Table 2.
Observed and predicted midazolam Cmax and AUC ratios
| Cmax a | Cmax ratiob | AUClast a | AUClast ratiob | |
|---|---|---|---|---|
| Observed | ||||
| without risdiplam (n = 27) | 7.65 (48.5%) | n.a | 19.9 (49.0%) | n.a |
| with risdiplam (n = 26) | 8.96 (40.4%) | 1.16 (1.06–1.28) | 22.0 (47.7%) | 1.11 (1.02–1.20) |
| Predictedc | ||||
| without risdiplam | 7.51 (70%) | n.a. | 22.8 (64%) | n.a |
| with risdiplam | ||||
| in vitro k inact = 3.91/hour | 13.2 (67%) | 1.76 (+52%)f | 48.4 (73%) | 2.12 (+91%)f |
| in vivo k inact d = 0.39/hour | 8.72 (70%) | 1.16 (0%)f | 27.0 (66%) | 1.19 (+7.0%)f |
| in vivo k inact e = 0.22/hour | 8.32 (70%) | 1.11 (−4.0%)f | 25.6 (65%) | 1.12 (+1.0%)f |
Observed and predicted midazolam Cmax and AUC ratios using in vitro and estimated in vivo k inact values.

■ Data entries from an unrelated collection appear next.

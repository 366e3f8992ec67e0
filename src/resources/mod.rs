pub mod address;
pub mod common;
pub mod service;

pub use address::{
    AddressError, PollOutcome, ResolverConfig, ServiceAddress, ServiceStore,
    resolve_service_address,
};
pub use common::{API_VERSION, FIELD_MANAGER, KIND, owner_reference, standard_labels};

AUClast, area under the plasma concentration‐time curve from time zero to time of last measurable concentration; Cmax, maximum concentration; k inact, inactivation constant; n.a, not applicable.
aGeometric mean (coefficient of variation, CV%). bGeometric least squares means are presented. cPredicted by the PBPK models. d1/10 of the in vitro k inact. e1/18 of the in vitro k inact. f% difference from the corresponding observed values. Number ranges in parentheses are 90% confidence intervals.